**WHAT IS NEEDED**
Lines after the one containing "#![warn(missing_docs)]" are to be omitted; print exactly each line from the start of the records up to and including it.

Saved entries
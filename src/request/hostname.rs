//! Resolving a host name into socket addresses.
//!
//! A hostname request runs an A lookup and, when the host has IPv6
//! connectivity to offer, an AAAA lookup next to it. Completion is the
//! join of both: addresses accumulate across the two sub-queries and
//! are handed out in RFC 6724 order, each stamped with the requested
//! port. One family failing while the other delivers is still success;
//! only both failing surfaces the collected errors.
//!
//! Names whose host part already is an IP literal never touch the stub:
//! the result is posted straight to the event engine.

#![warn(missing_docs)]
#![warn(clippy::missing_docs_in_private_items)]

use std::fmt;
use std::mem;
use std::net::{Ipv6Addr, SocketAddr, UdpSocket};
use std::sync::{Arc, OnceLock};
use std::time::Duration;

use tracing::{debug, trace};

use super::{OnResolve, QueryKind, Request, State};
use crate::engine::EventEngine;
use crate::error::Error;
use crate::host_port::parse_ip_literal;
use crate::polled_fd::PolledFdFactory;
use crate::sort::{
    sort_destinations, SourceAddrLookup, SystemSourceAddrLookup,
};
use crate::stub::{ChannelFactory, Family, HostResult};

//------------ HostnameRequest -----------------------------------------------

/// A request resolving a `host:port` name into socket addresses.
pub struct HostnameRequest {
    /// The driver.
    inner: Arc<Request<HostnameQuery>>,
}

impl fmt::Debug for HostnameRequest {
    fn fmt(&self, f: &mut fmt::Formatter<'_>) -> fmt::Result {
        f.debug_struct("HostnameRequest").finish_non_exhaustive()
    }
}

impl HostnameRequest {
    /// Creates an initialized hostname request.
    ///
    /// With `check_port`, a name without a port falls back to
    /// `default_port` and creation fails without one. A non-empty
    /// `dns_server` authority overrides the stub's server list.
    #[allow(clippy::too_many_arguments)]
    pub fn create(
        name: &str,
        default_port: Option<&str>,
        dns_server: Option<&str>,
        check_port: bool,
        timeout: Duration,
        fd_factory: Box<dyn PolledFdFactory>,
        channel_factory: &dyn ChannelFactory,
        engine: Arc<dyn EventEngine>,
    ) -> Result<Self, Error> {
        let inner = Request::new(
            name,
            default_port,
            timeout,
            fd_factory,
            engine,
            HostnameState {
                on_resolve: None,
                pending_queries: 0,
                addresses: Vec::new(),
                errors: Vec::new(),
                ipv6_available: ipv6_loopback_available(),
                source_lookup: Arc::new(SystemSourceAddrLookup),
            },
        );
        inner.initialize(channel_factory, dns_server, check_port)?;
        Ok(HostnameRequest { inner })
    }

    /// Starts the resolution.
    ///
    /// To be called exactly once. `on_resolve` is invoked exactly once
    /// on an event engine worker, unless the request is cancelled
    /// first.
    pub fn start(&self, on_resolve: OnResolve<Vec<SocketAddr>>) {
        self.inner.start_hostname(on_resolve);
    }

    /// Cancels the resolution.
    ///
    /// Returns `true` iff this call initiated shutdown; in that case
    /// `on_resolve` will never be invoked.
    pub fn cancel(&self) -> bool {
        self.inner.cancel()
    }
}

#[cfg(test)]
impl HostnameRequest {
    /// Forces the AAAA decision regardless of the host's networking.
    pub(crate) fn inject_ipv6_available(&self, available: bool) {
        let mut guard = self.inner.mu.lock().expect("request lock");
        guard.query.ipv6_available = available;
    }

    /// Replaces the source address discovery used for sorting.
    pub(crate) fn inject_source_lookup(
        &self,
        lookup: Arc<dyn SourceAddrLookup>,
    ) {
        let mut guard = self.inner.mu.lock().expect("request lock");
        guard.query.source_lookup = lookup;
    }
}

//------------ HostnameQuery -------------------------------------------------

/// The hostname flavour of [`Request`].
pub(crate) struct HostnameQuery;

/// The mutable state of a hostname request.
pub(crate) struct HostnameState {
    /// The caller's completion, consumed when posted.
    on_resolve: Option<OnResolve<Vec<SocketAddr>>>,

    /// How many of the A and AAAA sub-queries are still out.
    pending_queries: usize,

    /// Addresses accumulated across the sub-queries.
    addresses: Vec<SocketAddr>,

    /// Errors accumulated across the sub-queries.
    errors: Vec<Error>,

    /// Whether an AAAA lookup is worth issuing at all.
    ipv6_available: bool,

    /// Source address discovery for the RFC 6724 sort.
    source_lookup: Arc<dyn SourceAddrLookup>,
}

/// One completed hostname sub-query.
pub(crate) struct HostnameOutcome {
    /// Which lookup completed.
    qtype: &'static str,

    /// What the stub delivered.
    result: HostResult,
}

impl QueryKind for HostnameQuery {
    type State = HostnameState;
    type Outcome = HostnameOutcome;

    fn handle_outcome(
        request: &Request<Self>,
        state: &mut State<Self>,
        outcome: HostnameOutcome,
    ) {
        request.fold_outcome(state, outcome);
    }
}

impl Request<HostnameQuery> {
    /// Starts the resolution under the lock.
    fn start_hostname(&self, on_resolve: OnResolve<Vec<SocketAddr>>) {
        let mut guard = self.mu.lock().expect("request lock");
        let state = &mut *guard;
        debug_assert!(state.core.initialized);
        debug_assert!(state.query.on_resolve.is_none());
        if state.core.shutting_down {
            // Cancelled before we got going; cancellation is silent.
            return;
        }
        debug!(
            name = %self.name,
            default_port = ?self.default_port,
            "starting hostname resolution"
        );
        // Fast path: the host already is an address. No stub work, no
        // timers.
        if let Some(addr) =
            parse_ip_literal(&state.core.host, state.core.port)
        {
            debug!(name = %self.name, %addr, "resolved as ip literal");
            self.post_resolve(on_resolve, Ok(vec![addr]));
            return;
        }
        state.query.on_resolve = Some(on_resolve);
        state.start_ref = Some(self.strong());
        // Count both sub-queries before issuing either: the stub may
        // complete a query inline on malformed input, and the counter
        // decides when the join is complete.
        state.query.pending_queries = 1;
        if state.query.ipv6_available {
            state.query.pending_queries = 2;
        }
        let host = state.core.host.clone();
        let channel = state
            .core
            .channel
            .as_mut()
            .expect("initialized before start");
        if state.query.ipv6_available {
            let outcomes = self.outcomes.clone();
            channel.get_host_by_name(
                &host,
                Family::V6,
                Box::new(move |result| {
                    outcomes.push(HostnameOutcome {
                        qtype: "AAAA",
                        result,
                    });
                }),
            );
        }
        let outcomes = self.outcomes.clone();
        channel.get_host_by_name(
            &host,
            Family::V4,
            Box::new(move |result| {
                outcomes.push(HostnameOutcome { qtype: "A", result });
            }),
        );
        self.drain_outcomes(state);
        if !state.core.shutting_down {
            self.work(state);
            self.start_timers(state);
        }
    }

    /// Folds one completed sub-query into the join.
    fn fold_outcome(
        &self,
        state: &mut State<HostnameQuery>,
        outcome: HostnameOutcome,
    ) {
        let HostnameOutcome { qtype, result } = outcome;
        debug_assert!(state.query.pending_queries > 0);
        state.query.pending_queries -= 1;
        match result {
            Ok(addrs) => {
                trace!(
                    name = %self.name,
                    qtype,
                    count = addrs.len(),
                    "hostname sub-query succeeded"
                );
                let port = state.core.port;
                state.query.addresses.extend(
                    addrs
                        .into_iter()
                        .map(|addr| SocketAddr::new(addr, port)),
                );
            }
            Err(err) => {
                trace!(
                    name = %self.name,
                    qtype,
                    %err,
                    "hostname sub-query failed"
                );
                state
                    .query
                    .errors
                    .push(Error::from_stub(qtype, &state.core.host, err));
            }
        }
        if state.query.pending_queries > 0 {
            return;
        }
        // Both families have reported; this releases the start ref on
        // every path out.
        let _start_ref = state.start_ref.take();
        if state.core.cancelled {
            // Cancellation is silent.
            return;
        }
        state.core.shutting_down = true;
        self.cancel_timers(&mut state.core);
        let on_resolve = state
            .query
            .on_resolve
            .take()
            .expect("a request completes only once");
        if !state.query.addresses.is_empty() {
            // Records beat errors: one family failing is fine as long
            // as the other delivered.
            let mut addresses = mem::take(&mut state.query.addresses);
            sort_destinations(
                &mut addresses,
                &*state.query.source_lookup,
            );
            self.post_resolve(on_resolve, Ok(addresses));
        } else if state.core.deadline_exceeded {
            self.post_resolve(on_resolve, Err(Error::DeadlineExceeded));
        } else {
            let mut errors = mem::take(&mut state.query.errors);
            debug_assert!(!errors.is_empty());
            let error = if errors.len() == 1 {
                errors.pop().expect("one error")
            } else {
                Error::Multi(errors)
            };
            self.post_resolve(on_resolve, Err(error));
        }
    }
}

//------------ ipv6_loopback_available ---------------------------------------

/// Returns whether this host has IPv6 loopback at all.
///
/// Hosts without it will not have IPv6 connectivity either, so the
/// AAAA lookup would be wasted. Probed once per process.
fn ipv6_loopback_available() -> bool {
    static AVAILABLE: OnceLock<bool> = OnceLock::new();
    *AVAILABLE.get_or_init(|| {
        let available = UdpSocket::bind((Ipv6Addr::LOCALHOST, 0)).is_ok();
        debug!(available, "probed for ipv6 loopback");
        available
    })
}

**EXERCISE RESPONSE**
filename src/request/hostname.rs
//! Resolving a host name into socket addresses.
//!
//! A hostname request runs an A lookup and, when the host has IPv6
//! connectivity to offer, an AAAA lookup next to it. Completion is the
//! join of both: addresses accumulate across the two sub-queries and
//! are handed out in RFC 6724 order, each stamped with the requested
//! port. One family failing while the other delivers is still success;
//! only both failing surfaces the collected errors.
//!
//! Names whose host part already is an IP literal never touch the stub:
//! the result is posted straight to the event engine.

#![warn(missing_docs)]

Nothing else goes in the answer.